In Katrina’s wake, folks at the American Red Cross might want to sneak a peek at this snippet from Plato’s Alcibiades:
SOCRATES: But should we ever have known what art makes a shoe better, if we did not know a shoe?
SOCRATES: Nor should we know what art makes a ring better, if we did not know a ring?
ALCIBIADES: That is true.
SOCRATES: And can we ever know what art makes a man better, if we do not know what we are ourselves?
SOCRATES: And can we ever know what art makes our organization’s brand better, if we do not know our brand?
ALCIBIADES: Now, you’ve lost me Socrates. What the heck is a brand?
Unlike 26 centuries ago when Socrates and Alcibiades chatted, brands are an essential element in our 21st century world of markets, networks, organizations, friends and families. Among the many reasons: human beings depend on pattern recognition to make quick judgments. Bu in our new world, we don’t look for footprints, broken twigs and scat in the woods. We look for brands.
Katrina devastates the Gulf Coast. We want to help. “Red Cross” comes to mind.

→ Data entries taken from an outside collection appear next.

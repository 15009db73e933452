//! Where each report column takes its values from

use std::str::FromStr;

use crate::config::ReportColumnSetting;

/// Source of a report column's values.
///
/// Written in settings as a live column name, `INDEX`, or one of the
/// prefixed forms `ROSTER:[key column:]field`, `COLLEGE:key column:field`,
/// `APPS:field` and `SPECIAL:args...`.
#[derive(Debug, Clone, PartialEq, Eq)]
pub enum ColumnSource {
    /// A column of the live tab, copied as is
    Live(String),
    /// The student id
    Index,
    /// Roster field of the student named by `key` (the student id when `None`)
    Roster { key: Option<String>, field: String },
    /// College table field of the institution in live column `key`
    College { key: String, field: String },
    /// Application field for the row's (institution, student) pair
    Apps { field: String },
    /// Computed from other report columns of the same row
    Special(Vec<String>),
}

impl ColumnSource {
    pub fn is_special(&self) -> bool {
        matches!(self, ColumnSource::Special(_))
    }
}

/// Error parsing a report column source
#[derive(Debug, Clone, PartialEq)]
pub enum ReportColumnError {
    UnknownPrefix { column: String, prefix: String },
    MissingField { column: String, source: String },
}

impl std::fmt::Display for ReportColumnError {
    fn fmt(&self, f: &mut std::fmt::Formatter<'_>) -> std::fmt::Result {
        match self {
            ReportColumnError::UnknownPrefix { column, prefix } => {
                write!(f, "Report column '{}' has an unknown source type '{}'", column, prefix)
            }
            ReportColumnError::MissingField { column, source } => {
                write!(f, "Report column '{}' source '{}' does not name a field", column, source)
            }
        }
    }
}

impl std::error::Error for ReportColumnError {}

impl FromStr for ColumnSource {
    type Err = String;

    fn from_str(s: &str) -> Result<Self, Self::Err> {
        if s == "INDEX" {
            return Ok(ColumnSource::Index);
        }
        let Some((prefix, rest)) = s.split_once(':') else {
            return Ok(ColumnSource::Live(s.to_string()));
        };

        let tokens: Vec<&str> = rest.split(':').collect();
        let non_empty = |t: &&str| !t.is_empty();

        match prefix {
            "SPECIAL" => Ok(ColumnSource::Special(tokens.iter().map(|t| t.to_string()).collect())),
            "ROSTER" => match tokens.as_slice() {
                [field] if non_empty(field) => Ok(ColumnSource::Roster {
                    key: None,
                    field: field.to_string(),
                }),
                [key, field] if non_empty(key) && non_empty(field) => Ok(ColumnSource::Roster {
                    key: Some(key.to_string()),
                    field: field.to_string(),
                }),
                _ => Err(String::new()),
            },
            "COLLEGE" => match tokens.as_slice() {
                [key, field] if non_empty(key) && non_empty(field) => Ok(ColumnSource::College {
                    key: key.to_string(),
                    field: field.to_string(),
                }),
                _ => Err(String::new()),
            },
            "APPS" => match tokens.last() {
                Some(field) if non_empty(field) => Ok(ColumnSource::Apps {
                    field: field.to_string(),
                }),
                _ => Err(String::new()),
            },
            other => Err(other.to_string()),
        }
    }
}

/// A parsed report column
#[derive(Debug, Clone, PartialEq)]
pub struct ReportColumn {
    pub name: String,
    pub source: ColumnSource,
}

impl ReportColumn {
    /// Helper columns feed other columns and are left out of the output
    pub fn is_helper(&self) -> bool {
        self.name.starts_with('x')
    }
}

pub fn parse_columns(settings: &[ReportColumnSetting]) -> Result<Vec<ReportColumn>, ReportColumnError> {
    settings
        .iter()
        .map(|s| {
            let source = s.source.parse::<ColumnSource>().map_err(|prefix| {
                if prefix.is_empty() {
                    ReportColumnError::MissingField {
                        column: s.column.clone(),
                        source: s.source.clone(),
                    }
                } else {
                    ReportColumnError::UnknownPrefix {
                        column: s.column.clone(),
                        prefix,
                    }
                }
            })?;
            Ok(ReportColumn {
                name: s.column.clone(),
                source,
            })
        })
        .collect()
}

It is no surprise that as of this week, Katrina donations to the Red Cross neared the $1 billion mark – more than double the total amount donated to all other charities combined.
Put differently, Red Cross’s powerful brand helps explain its overwhelming market share in disaster relief.
Disaster relief. That sits at the heart of the Red Cross brand. And, it’s why a review of Plato’s Alcibiades dialogue should be high on the ‘to do’ list for leaders of the Red Cross – because it could help them find the limits of what their brand stands for and avoid, once again, incurring the displeasure of their donors.
First, a quick look back to 9/11. $1.1 billion flowed into the Red Cross – but, the organization chose to shift $200 billion to ‘future crises’. People had given for the 9/11 crisis – not ‘future crises’. People were upset. The Red Cross – and it’s vaunted brand – took a hit.
Only, in that case, the hit came from a communications failure – not a failure to know thy brand. In shifting $200 billion to future crises, the Red Cross stuck to it’s mission and brand and what it is excellent at doing. It should have been more forthcoming with the donating public about this. But it did not move ‘off brand’.
Burned by 9/11 criticism, now the Red Cross may be headed toward a different and more subtle mistake – spending all the money on disaster relief even in the face of profound needs for rebuilding and other ‘second phase’ efforts.
Part of ‘knowing thy brand’ is also knowing what your brand does notstand for – what your organization is not particularly good at. The Red Cross is as good as they come at disaster relief. But, the Red Cross lacks the institutional skills, experiences and traditions at ‘second phase’ recovery – the longer term, tougher job of helping people put their lives and communities back together.
Who is good at that? Ask yourself what brand pops to mind? Probably, you’ll have a tough time. But, leaders at the Red Cross have answers to this question because they’be been through this many times and have long standing business realtionships with organizations who do provide ‘second phase’ support.
In Katrina’s aftermath, ‘second phase’ support creates a huge dilemma for the Gulf Coast and for the Red Cross. There are no ‘brands’ – organizations well known to the donating public for medium-to-longer term community and economic development. But, that task is sorely needed and one fact stands out: The Red Cross now has huge monetary resources with which to find and partner with organizations that can take on ‘second phase’ rebuilding.
Will they do it? We hope so. Let’s note, though, Red Cross’ leadership face some tough choices:
First, to avoid the miscues of 9/11, they would need to mount a communications effort explaining why they believe these uses of donations are consistent with meeting the Katrina disaster.
Second, they’d need to move quickly in identifying and partnering with reputable ‘second phase’ organizations.
Third, they’d need to look deep into their ‘brand souls’ – to practice Plato’s dictum – and acknowledge to themselves and the world what they are good at and what they are not good at.